Des témoignages qui frappent quelques fois bien plus les esprits que les discours rassurants de médecins compétents mais qui ne sont pas passés par là. « Cela aide beaucoup les patients à être mieux informés, mieux préparés, ils savent où ils vont », se réjouit le professeur Sebbag.
Un cadre dans lequel l’association « ZERO COMPLaix » compte là aussi jouer tout son rôle. « On va prendre le relais avec des groupes de parole plus fréquemment, avec ou sans personnel médical car il y a des questions qu’on n’ose pas poser à son chirurgien. On va aussi diversifier les horaires : aujourd’hui, les groupes se tiennent l’après-midi et c’est difficile pour ceux qui travaillent. On avait eu une expérience le soir et cela avait été un vif succès », précise Géraldine Amey dont l’association sera complétement opérationnelle à la rentrée.
Un dispositif auquel s’ajoute enfin un colloque sur l’obésité que le COPAix organise tous les dix-huit mois. La deuxième édition de ce rendez-vous multidisciplinaire se tiendra le 22 novembre prochain à 20h au Grand Hôtel du Roi René à Aix (entrée libre) sur le thème : « Obésité maladie : Quels problèmes ? Quelles solutions ? ».
Serge PAYRAU
(*) L’indice de masse corporelle (IMC) est défini comme le poids divisé par le carré de la taille.

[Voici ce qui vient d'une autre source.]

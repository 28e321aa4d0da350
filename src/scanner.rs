//! Module `scanner` implements a one‑pass, streaming lexer for Rox.
//!
//! It turns source text into a sequence of [`Token`]s, skipping whitespace
//! and `//` comments, and emits exactly one `EOF` token at the end.  It is a
//! `FusedIterator` yielding `Result<Token>`: a lexical error is yielded in
//! place and scanning carries on with the next byte, so one pass surfaces
//! every bad character and unterminated string in the file.
//!
//! # Token recognition
//!
//! - Single‑character tokens: `(`, `)`, `{`, `}`, `,`, `.`, `-`, `+`, `;`, `*`.
//! - Two‑character operators: `!=`, `==`, `<=`, `>=`.
//! - String literals: `"` … `"` on a single line.  A newline or end of input
//!   before the closing quote is an `Unterminated string.` error reported on
//!   the line the string started.
//! - Numeric literals: digits with an optional fractional part.
//! - Identifiers/keywords: alphanumeric/_ sequences, resolved via a
//!   perfect‑hash `KEYWORDS` map.
//!
//! Comment skipping jumps straight to the next newline with `memchr`.

use crate::error::{LoxError, Result};
use crate::token::{Token, TokenType};
use log::{debug, info};
use memchr::memchr;
use phf::phf_map;
use std::iter::FusedIterator;

static KEYWORDS: phf::Map<&'static [u8], TokenType> = phf_map! {
    b"and"    => TokenType::AND,
    b"class"  => TokenType::CLASS,
    b"else"   => TokenType::ELSE,
    b"false"  => TokenType::FALSE,
    b"fun"    => TokenType::FUN,
    b"for"    => TokenType::FOR,
    b"if"     => TokenType::IF,
    b"nil"    => TokenType::NIL,
    b"or"     => TokenType::OR,
    b"print"  => TokenType::PRINT,
    b"return" => TokenType::RETURN,
    b"super"  => TokenType::SUPER,
    b"this"   => TokenType::THIS,
    b"true"   => TokenType::TRUE,
    b"var"    => TokenType::VAR,
    b"while"  => TokenType::WHILE,
};

/// A single pass **scanner** over borrowed source text.
pub struct Scanner<'a> {
    text: &'a str,
    src: &'a [u8],
    start: usize,               // first byte of the current lexeme
    curr: usize,                // one past the last byte examined
    line: usize,                // 1‑based line counter
    pending: Option<TokenType>, // recognised kind waiting to be emitted
    done: bool,
}

impl<'a> Scanner<'a> {
    /// Create a new lexer over `text`.
    #[inline]
    pub fn new(text: &'a str) -> Self {
        info!("Scanner created over {} bytes", text.len());

        Self {
            text,
            src: text.as_bytes(),
            start: 0,
            curr: 0,
            line: 1,
            pending: None,
            done: false,
        }
    }

    /// Drain the scanner, splitting tokens from diagnostics.  The token list
    /// always ends with `EOF`.
    pub fn scan_all(self) -> (Vec<Token>, Vec<LoxError>) {
        let mut tokens: Vec<Token> = Vec::new();
        let mut errors: Vec<LoxError> = Vec::new();

        for item in self {
            match item {
                Ok(token) => tokens.push(token),
                Err(e) => errors.push(e),
            }
        }

        debug!(
            "Scan finished: {} token(s), {} error(s)",
            tokens.len(),
            errors.len()
        );

        (tokens, errors)
    }

    // ───────────────────────────── primitive helpers ────────────────────────

    #[inline(always)]
    fn is_at_end(&self) -> bool {
        self.curr >= self.src.len()
    }

    /// Advance one byte and return it.  Callers guard with [`is_at_end`].
    #[inline(always)]
    fn advance(&mut self) -> u8 {
        let b = self.src[self.curr];
        self.curr += 1;
        b
    }

    /// Current byte, or `0` past the end.
    #[inline(always)]
    fn peek(&self) -> u8 {
        self.src.get(self.curr).copied().unwrap_or(0)
    }

    #[inline(always)]
    fn peek_next(&self) -> u8 {
        self.src.get(self.curr + 1).copied().unwrap_or(0)
    }

    #[inline(always)]
    fn match_byte(&mut self, expected: u8) -> bool {
        if self.peek() == expected && !self.is_at_end() {
            self.curr += 1;
            true
        } else {
            false
        }
    }

    /// Pick the two‑character kind if the next byte is `=`.
    #[inline(always)]
    fn either(&mut self, with_eq: TokenType, alone: TokenType) -> TokenType {
        if self.match_byte(b'=') {
            with_eq
        } else {
            alone
        }
    }

    // ───────────────────────────── core lexing ─────────────────────────────

    /// Scan one lexeme starting at `self.start`.  Whitespace and comments
    /// return `Ok(())` with `pending` left empty.
    fn scan_token(&mut self) -> Result<()> {
        let b = self.advance();

        let tt = match b {
            b'(' => TokenType::LEFT_PAREN,
            b')' => TokenType::RIGHT_PAREN,
            b'{' => TokenType::LEFT_BRACE,
            b'}' => TokenType::RIGHT_BRACE,
            b',' => TokenType::COMMA,
            b'.' => TokenType::DOT,
            b'-' => TokenType::MINUS,
            b'+' => TokenType::PLUS,
            b';' => TokenType::SEMICOLON,
            b'*' => TokenType::STAR,

            b'!' => self.either(TokenType::BANG_EQUAL, TokenType::BANG),
            b'=' => self.either(TokenType::EQUAL_EQUAL, TokenType::EQUAL),
            b'<' => self.either(TokenType::LESS_EQUAL, TokenType::LESS),
            b'>' => self.either(TokenType::GREATER_EQUAL, TokenType::GREATER),

            b' ' | b'\r' | b'\t' => return Ok(()),

            b'\n' => {
                self.line += 1;
                return Ok(());
            }

            b'/' => {
                if self.match_byte(b'/') {
                    // Leave the newline in place so the line counter sees it.
                    match memchr(b'\n', &self.src[self.curr..]) {
                        Some(pos) => self.curr += pos,
                        None => self.curr = self.src.len(),
                    }

                    return Ok(());
                }

                TokenType::SLASH
            }

            b'"' => self.string()?,

            b'0'..=b'9' => self.number(),

            b'a'..=b'z' | b'A'..=b'Z' | b'_' => self.identifier(),

            _ => return Err(self.unexpected(b)),
        };

        self.pending = Some(tt);

        Ok(())
    }

    /// Report an unexpected character, consuming the whole UTF‑8 sequence so
    /// a multi‑byte character produces a single diagnostic.
    fn unexpected(&mut self, lead: u8) -> LoxError {
        let ch: char = self.text[self.start..]
            .chars()
            .next()
            .unwrap_or(lead as char);

        self.curr = self.start + ch.len_utf8();

        LoxError::lex(self.line, format!("Unexpected character: {}", ch))
    }

    /// Body of a string literal; `self.start` points at the opening quote.
    fn string(&mut self) -> Result<TokenType> {
        while !self.is_at_end() && self.peek() != b'"' && self.peek() != b'\n' {
            self.curr += 1;
        }

        if self.peek() != b'"' {
            return Err(LoxError::lex(self.line, "Unterminated string."));
        }

        self.curr += 1; // closing quote

        let contents: &str = &self.text[self.start + 1..self.curr - 1];

        Ok(TokenType::STRING(contents.to_owned()))
    }

    fn number(&mut self) -> TokenType {
        while self.peek().is_ascii_digit() {
            self.curr += 1;
        }

        if self.peek() == b'.' && self.peek_next().is_ascii_digit() {
            self.curr += 1;

            while self.peek().is_ascii_digit() {
                self.curr += 1;
            }
        }

        // Only ASCII digits and one dot were consumed, so parsing cannot fail.
        let n: f64 = self.text[self.start..self.curr].parse().unwrap_or(0.0);

        TokenType::NUMBER(n)
    }

    fn identifier(&mut self) -> TokenType {
        while self.peek().is_ascii_alphanumeric() || self.peek() == b'_' {
            self.curr += 1;
        }

        KEYWORDS
            .get(&self.src[self.start..self.curr])
            .cloned()
            .unwrap_or(TokenType::IDENTIFIER)
    }
}

// ───────────────────────── Iterator implementation ─────────────────────────

impl<'a> Iterator for Scanner<'a> {
    type Item = Result<Token>;

    fn next(&mut self) -> Option<Self::Item> {
        if self.done {
            return None;
        }

        while !self.is_at_end() {
            self.start = self.curr;
            self.pending = None;

            if let Err(e) = self.scan_token() {
                return Some(Err(e));
            }

            if let Some(tt) = self.pending.take() {
                let lexeme: &str = &self.text[self.start..self.curr];
                debug!("Scanned token ({:?}) on line {}", tt, self.line);

                return Some(Ok(Token::new(tt, lexeme, self.line)));
            }
        }

        self.done = true;

        Some(Ok(Token::new(TokenType::EOF, "", self.line)))
    }
}

impl<'a> FusedIterator for Scanner<'a> {}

Exprimé en kg/m2, il estime le degré d’obésité et permet ainsi d’évaluer les risques pour la santé (co-morbidité) qui lui sont associés.
La chirurgie de l’obésité au Parc Rambot : trois opérations pratiquées de manière courante
Trois opérations pratiquées sont aujourd’hui pratiquées en routine au Centre de l’Obésité du Pays d’Aix (COPAix). Comme le souligne Géraldine Amey, président de l’association « ZERO COMPLaix », « le docteur Sebbag pratique et maîtrise les trois opérations et va choisir, avec l’équipe technique, celle qui est le plus adaptée au patient. Ce n’est pas le chirurgien tout-puissant : la décision est prise avec son équipe. »

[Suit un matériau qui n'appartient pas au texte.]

//! Session facade tying the stages together.
//!
//! [`parse`] runs scanner + parser, [`Lox::resolve`] the static pass and
//! [`Lox::interpret`] the evaluator.  [`Lox::run`] chains all three the way
//! the command line and the REPL need it: diagnostics go to the error sink,
//! and any lexical, syntax or static error keeps the evaluator from running.

use std::io::{self, Write};

use log::{debug, info};

use crate::error::{LoxError, Result};
use crate::interpreter::Interpreter;
use crate::parser::Parser;
use crate::resolver::Resolver;
use crate::scanner::Scanner;
use crate::stmt::Stmt;

/// Output of [`parse`]: whatever parsed cleanly plus every lexical and
/// syntax diagnostic, in source order per stage.
#[derive(Debug)]
pub struct Parsed {
    pub statements: Vec<Stmt>,
    pub errors: Vec<LoxError>,
}

impl Parsed {
    pub fn had_error(&self) -> bool {
        !self.errors.is_empty()
    }
}

/// Lex and parse `source`.
pub fn parse(source: &str) -> Parsed {
    let (tokens, mut errors) = Scanner::new(source).scan_all();
    let (statements, parse_errors) = Parser::new(tokens).parse();

    errors.extend(parse_errors);

    Parsed { statements, errors }
}

/// Outcome of one [`Lox::run`].
#[derive(Debug, Clone, Copy, PartialEq, Eq)]
pub enum Status {
    Ok,
    /// Lexical, syntax or resolver error; nothing was executed.
    StaticError,
    /// Execution started and stopped at an unhandled runtime error.
    RuntimeError,
}

impl Status {
    /// Process exit code for this outcome (sysexits conventions).
    pub fn exit_code(self) -> i32 {
        match self {
            Status::Ok => 0,
            Status::StaticError => 65,
            Status::RuntimeError => 70,
        }
    }
}

/// One interpreter session.  Globals persist across calls to `run`, which
/// is what the REPL relies on.
pub struct Lox {
    interpreter: Interpreter,
    err: Box<dyn Write>,
}

impl Default for Lox {
    fn default() -> Self {
        Self::new()
    }
}

impl Lox {
    /// Program output to stdout, diagnostics to stderr.
    pub fn new() -> Self {
        Self::with_output(Box::new(io::stdout()), Box::new(io::stderr()))
    }

    pub fn with_output(out: Box<dyn Write>, err: Box<dyn Write>) -> Self {
        Self {
            interpreter: Interpreter::with_output(out),
            err,
        }
    }

    /// Run the static pass, recording local distances in the interpreter.
    pub fn resolve(&mut self, statements: &[Stmt]) -> Vec<LoxError> {
        Resolver::new(&mut self.interpreter).resolve(statements)
    }

    pub fn interpret(&mut self, statements: &[Stmt]) -> Result<()> {
        self.interpreter.interpret(statements)
    }

    /// Parse, resolve and execute `source`, reporting every diagnostic.
    pub fn run(&mut self, source: &str) -> Status {
        info!("Running {} byte(s) of source", source.len());

        let parsed: Parsed = parse(source);
        if parsed.had_error() {
            self.report_all(&parsed.errors);
            return Status::StaticError;
        }

        let static_errors: Vec<LoxError> = self.resolve(&parsed.statements);
        if !static_errors.is_empty() {
            self.report_all(&static_errors);
            return Status::StaticError;
        }

        match self.interpret(&parsed.statements) {
            Ok(()) => Status::Ok,
            Err(e) => {
                self.report(&e);
                Status::RuntimeError
            }
        }
    }

    fn report_all(&mut self, errors: &[LoxError]) {
        debug!("Reporting {} diagnostic(s)", errors.len());

        for error in errors {
            self.report(error);
        }
    }

    fn report(&mut self, error: &LoxError) {
        // A broken diagnostics sink has nowhere left to report to.
        let _ = writeln!(self.err, "{}", error);
        let _ = self.err.flush();
    }
}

Parmi ces trois opérations, on trouve tout d’abord, l’anneau gastrique, développé principalement depuis 1992, qui a pris véritablement son essor dans les années 2000 pour représenter 10 000 procédures par an actuellement en France. Il s’agit d’un anneau de silicone ajustable via un boîtier disposé en cœlioscopie autour de la partie haute de l’estomac pour créer un rétrécissement limitant le volume des repas et leur vitesse d’ingestion. L’intervention chirurgicale, relativement simple, dure 20 à 30 minutes pour une hospitalisation de 48 heures. Les résultats sont bons pour 60% des patients deux ans après l’opération avec une perte de 50% du poids en excès. Ce chiffre dépend cependant beaucoup de la capacité des patients à faire fonctionner correctement leur prothèse.
La gastrectomie longitudinale ou « Sleeve Gastectomy » est une intervention plus récente, démocratisée depuis 2005, qui consiste en cœlioscopie à réséquer une partie de l’estomac pour limiter sa taille et induire une satiété précoce. Comme pour l’anneau, les repas pris induisent une satiété rapide et nécessitent un comportement alimentaire adéquat. L’intervention chirurgicale dure 30 à 45 minutes pour 4 jours d’hospitalisation. Les résultats, mal connus sur le long terme du fait du caractère récent de l’intervention, semblent un peu meilleurs que pour l’anneau, avec un meilleur confort alimentaire mais des risques opératoires supérieurs.
Le Bypass gastrique est enfin une intervention ancienne (première description en 1970), bien connue et considérée aujourd’hui comme le gold standard de la chirurgie de l’obésité. Pratiquée en cœlioscopie, elle consiste à réaliser un court-circuit de l’estomac afin de dériver le bol alimentaire en limitant son volume et son absorption. L’intervention dure 45 à 60 minutes pour 4 jours d’hospitalisation. Les résultats sont très bons avec 70% de perte de poids en excès et avec un recul de plus de 20 ans pour les séries les plus anciennes. Le confort alimentaire est très bon mais nécessite une supplémentation et un suivi vitaminique prolongé.